[Data extracted from a collection]

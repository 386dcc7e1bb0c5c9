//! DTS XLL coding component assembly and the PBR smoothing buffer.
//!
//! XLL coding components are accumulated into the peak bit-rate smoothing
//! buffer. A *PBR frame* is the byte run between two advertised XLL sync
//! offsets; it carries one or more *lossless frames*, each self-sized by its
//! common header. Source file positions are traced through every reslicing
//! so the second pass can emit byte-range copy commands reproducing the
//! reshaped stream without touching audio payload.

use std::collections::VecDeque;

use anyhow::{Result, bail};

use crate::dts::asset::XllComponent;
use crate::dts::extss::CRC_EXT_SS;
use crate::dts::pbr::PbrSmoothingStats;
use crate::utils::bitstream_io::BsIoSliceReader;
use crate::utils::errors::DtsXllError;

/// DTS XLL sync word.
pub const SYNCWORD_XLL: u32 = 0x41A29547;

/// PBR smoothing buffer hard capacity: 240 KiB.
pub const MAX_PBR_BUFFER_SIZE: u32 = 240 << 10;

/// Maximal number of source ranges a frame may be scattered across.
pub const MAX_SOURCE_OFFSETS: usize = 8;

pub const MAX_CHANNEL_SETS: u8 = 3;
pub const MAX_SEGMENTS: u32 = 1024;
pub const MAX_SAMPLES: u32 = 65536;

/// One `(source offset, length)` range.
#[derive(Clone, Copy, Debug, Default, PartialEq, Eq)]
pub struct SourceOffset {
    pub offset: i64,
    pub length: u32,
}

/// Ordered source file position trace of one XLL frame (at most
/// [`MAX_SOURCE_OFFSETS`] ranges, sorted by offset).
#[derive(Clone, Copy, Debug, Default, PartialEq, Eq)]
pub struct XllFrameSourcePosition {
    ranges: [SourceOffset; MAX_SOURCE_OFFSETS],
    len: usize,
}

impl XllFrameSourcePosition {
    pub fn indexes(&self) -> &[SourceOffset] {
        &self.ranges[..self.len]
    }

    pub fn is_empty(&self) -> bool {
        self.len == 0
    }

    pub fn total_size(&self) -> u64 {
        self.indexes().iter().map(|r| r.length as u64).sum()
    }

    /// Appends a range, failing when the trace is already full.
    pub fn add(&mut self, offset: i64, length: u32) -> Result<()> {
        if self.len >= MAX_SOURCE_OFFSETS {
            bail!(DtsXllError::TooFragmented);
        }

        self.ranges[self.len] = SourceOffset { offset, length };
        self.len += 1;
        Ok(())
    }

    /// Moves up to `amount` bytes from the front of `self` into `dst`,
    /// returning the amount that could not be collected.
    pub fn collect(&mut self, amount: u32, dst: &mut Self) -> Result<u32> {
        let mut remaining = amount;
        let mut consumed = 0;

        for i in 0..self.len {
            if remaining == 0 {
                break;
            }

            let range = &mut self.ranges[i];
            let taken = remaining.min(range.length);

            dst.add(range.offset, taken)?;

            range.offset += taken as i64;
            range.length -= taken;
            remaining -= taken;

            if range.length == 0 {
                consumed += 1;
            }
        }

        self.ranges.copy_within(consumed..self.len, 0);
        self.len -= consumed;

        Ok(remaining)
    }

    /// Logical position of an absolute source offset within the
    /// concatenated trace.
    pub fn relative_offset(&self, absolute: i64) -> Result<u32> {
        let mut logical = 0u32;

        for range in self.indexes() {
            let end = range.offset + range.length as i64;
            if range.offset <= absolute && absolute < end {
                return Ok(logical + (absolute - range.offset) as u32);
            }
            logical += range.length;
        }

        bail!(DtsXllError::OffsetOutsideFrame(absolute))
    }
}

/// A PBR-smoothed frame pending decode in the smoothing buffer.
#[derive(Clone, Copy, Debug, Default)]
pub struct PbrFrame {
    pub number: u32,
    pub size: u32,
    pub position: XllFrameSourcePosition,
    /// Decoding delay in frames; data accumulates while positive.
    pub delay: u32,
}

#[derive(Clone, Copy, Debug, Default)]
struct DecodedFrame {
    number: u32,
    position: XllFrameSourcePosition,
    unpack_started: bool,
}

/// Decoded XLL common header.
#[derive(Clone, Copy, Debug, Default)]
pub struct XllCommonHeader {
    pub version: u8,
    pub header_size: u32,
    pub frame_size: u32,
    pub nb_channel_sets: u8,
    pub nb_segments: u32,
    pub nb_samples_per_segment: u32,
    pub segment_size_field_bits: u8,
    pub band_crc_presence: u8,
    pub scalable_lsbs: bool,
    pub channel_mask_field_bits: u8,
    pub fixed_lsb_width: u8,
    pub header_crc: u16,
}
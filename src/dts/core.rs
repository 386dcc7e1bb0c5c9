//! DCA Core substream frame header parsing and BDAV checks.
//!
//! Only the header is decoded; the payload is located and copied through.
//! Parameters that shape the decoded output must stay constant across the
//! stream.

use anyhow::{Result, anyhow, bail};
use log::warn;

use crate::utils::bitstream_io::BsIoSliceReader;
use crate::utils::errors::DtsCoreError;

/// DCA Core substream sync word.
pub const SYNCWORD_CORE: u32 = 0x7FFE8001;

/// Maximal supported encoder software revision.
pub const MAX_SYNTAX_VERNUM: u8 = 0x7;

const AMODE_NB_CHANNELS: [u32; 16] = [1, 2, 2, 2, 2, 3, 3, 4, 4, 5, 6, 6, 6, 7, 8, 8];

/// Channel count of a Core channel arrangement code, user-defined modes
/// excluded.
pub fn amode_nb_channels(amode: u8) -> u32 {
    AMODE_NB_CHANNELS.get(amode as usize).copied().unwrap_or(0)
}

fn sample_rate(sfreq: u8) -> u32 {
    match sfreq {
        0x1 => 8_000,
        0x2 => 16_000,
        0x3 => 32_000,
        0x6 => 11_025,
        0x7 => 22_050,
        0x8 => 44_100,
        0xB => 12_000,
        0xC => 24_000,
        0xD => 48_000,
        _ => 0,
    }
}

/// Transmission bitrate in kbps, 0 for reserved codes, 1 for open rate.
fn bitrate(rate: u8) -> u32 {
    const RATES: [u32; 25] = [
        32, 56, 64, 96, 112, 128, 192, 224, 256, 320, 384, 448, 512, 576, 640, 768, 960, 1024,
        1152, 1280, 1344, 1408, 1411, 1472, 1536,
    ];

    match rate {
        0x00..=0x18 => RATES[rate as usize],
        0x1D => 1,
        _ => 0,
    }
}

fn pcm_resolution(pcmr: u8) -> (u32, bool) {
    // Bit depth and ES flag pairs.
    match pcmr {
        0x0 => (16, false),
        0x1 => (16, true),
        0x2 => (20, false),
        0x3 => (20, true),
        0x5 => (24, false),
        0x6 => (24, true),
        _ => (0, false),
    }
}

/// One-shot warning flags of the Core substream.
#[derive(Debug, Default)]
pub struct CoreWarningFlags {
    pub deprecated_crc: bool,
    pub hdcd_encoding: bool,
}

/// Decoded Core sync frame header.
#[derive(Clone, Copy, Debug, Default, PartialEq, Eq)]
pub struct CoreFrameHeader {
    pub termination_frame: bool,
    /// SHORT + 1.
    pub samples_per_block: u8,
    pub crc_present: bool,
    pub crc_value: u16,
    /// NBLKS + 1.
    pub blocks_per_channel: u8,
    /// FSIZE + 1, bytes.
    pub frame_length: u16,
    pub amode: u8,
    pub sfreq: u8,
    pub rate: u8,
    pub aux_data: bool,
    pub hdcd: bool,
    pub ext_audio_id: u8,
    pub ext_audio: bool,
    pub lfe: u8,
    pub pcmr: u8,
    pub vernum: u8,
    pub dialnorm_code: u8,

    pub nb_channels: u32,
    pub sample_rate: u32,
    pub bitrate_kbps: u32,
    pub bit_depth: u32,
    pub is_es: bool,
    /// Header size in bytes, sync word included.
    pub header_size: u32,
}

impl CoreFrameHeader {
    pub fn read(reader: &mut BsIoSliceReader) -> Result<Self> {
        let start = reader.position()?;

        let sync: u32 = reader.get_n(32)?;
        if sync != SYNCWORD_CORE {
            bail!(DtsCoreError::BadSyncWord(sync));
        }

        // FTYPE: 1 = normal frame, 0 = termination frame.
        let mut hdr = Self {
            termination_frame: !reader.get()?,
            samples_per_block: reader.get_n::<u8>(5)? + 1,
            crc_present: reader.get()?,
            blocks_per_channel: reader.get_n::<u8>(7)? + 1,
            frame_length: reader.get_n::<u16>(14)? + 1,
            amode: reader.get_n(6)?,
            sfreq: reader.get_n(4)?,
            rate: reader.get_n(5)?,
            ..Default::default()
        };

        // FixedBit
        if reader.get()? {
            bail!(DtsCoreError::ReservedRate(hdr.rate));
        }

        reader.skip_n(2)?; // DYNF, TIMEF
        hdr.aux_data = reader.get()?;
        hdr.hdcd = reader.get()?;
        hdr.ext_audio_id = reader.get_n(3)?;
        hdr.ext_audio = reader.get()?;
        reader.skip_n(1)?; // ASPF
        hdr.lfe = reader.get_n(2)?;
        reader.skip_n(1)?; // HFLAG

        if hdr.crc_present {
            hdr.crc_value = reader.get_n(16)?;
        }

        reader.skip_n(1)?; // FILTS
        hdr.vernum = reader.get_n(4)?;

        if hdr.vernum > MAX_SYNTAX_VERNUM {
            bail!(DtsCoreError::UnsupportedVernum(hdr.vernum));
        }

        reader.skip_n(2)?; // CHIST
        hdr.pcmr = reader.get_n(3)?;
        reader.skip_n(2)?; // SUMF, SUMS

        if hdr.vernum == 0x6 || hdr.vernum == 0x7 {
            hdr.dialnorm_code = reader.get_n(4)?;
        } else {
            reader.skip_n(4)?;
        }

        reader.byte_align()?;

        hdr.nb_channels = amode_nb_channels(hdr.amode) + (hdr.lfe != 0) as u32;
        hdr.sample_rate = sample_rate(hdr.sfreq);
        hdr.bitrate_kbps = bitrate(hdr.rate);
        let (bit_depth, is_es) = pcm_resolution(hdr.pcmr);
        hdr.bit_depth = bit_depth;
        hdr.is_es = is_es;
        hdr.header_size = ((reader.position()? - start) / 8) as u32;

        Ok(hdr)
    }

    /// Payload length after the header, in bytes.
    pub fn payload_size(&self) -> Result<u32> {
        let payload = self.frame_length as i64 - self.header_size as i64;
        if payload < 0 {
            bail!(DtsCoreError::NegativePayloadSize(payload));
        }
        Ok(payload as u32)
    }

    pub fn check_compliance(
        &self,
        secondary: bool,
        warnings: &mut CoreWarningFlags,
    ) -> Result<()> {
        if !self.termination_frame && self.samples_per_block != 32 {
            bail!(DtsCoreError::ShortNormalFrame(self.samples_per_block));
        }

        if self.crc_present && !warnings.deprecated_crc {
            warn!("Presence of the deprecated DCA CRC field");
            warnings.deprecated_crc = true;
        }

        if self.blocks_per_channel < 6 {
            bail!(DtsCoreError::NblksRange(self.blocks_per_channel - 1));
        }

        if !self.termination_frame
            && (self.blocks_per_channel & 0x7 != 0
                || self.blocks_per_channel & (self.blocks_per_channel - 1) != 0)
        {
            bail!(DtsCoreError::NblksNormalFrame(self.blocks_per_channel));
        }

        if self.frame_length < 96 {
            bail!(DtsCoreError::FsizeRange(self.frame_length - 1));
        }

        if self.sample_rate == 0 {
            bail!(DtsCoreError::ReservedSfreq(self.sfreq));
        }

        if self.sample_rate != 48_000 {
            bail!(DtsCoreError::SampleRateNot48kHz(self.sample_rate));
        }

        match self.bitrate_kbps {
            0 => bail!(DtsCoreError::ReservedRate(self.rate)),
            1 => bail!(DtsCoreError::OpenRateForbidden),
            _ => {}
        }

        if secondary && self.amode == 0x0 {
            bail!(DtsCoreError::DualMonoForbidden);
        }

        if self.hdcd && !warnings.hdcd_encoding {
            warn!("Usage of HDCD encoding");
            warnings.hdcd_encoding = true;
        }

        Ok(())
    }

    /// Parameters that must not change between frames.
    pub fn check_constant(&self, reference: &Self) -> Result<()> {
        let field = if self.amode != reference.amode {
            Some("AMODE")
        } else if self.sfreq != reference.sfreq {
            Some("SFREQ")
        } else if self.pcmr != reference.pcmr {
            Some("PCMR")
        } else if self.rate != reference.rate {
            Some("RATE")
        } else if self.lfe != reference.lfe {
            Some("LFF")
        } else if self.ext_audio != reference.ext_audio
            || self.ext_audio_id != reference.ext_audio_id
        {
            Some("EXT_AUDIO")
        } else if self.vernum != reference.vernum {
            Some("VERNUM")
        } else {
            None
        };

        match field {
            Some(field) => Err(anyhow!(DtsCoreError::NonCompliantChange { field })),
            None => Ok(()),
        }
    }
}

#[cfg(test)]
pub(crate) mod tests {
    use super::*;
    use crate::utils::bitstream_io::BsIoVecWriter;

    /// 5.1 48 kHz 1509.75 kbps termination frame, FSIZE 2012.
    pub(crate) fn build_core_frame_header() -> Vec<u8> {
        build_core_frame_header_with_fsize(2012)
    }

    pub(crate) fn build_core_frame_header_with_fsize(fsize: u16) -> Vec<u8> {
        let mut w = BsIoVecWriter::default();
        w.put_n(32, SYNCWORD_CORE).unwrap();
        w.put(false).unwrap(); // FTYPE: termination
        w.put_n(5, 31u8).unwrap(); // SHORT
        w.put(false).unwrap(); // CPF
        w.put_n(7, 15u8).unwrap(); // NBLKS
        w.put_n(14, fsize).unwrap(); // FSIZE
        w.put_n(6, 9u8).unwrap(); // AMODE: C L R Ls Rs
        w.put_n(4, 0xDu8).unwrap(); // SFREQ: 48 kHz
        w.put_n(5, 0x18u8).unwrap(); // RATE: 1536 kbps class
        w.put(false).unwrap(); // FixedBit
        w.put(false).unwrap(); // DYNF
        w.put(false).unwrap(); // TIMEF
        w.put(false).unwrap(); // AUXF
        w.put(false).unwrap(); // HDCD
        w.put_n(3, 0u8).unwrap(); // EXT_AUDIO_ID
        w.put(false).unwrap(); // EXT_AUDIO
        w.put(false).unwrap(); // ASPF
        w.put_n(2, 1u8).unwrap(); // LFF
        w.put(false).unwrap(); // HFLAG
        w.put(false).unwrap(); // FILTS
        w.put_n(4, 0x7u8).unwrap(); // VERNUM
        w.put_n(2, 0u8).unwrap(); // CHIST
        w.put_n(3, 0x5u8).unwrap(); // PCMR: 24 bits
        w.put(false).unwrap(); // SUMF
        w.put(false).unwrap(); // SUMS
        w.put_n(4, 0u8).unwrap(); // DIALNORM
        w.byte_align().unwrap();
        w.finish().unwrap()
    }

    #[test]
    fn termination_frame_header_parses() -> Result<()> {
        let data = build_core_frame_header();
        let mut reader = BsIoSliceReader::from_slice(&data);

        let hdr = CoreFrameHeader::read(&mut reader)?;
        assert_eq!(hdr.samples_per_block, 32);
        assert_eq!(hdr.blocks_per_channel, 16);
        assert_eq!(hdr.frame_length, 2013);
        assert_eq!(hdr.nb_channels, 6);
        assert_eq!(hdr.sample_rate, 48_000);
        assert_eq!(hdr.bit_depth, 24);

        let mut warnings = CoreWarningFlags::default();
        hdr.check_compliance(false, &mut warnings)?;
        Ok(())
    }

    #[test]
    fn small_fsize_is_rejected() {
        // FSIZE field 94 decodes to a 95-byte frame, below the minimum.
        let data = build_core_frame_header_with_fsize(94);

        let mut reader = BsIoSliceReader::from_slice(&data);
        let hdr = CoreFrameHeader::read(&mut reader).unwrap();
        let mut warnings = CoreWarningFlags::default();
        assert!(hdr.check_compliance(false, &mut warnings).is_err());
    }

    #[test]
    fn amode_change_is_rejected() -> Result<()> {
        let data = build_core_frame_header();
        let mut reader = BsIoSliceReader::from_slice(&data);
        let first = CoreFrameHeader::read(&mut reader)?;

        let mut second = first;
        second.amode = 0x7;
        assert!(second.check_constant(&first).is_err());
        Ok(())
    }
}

_What this task involves:_
Only lines with the word "across" count here; copy every one from the records.

_Reply to the task:_
/// Maximal number of source ranges a frame may be scattered across.
//! Parameters that shape the decoded output must stay constant across the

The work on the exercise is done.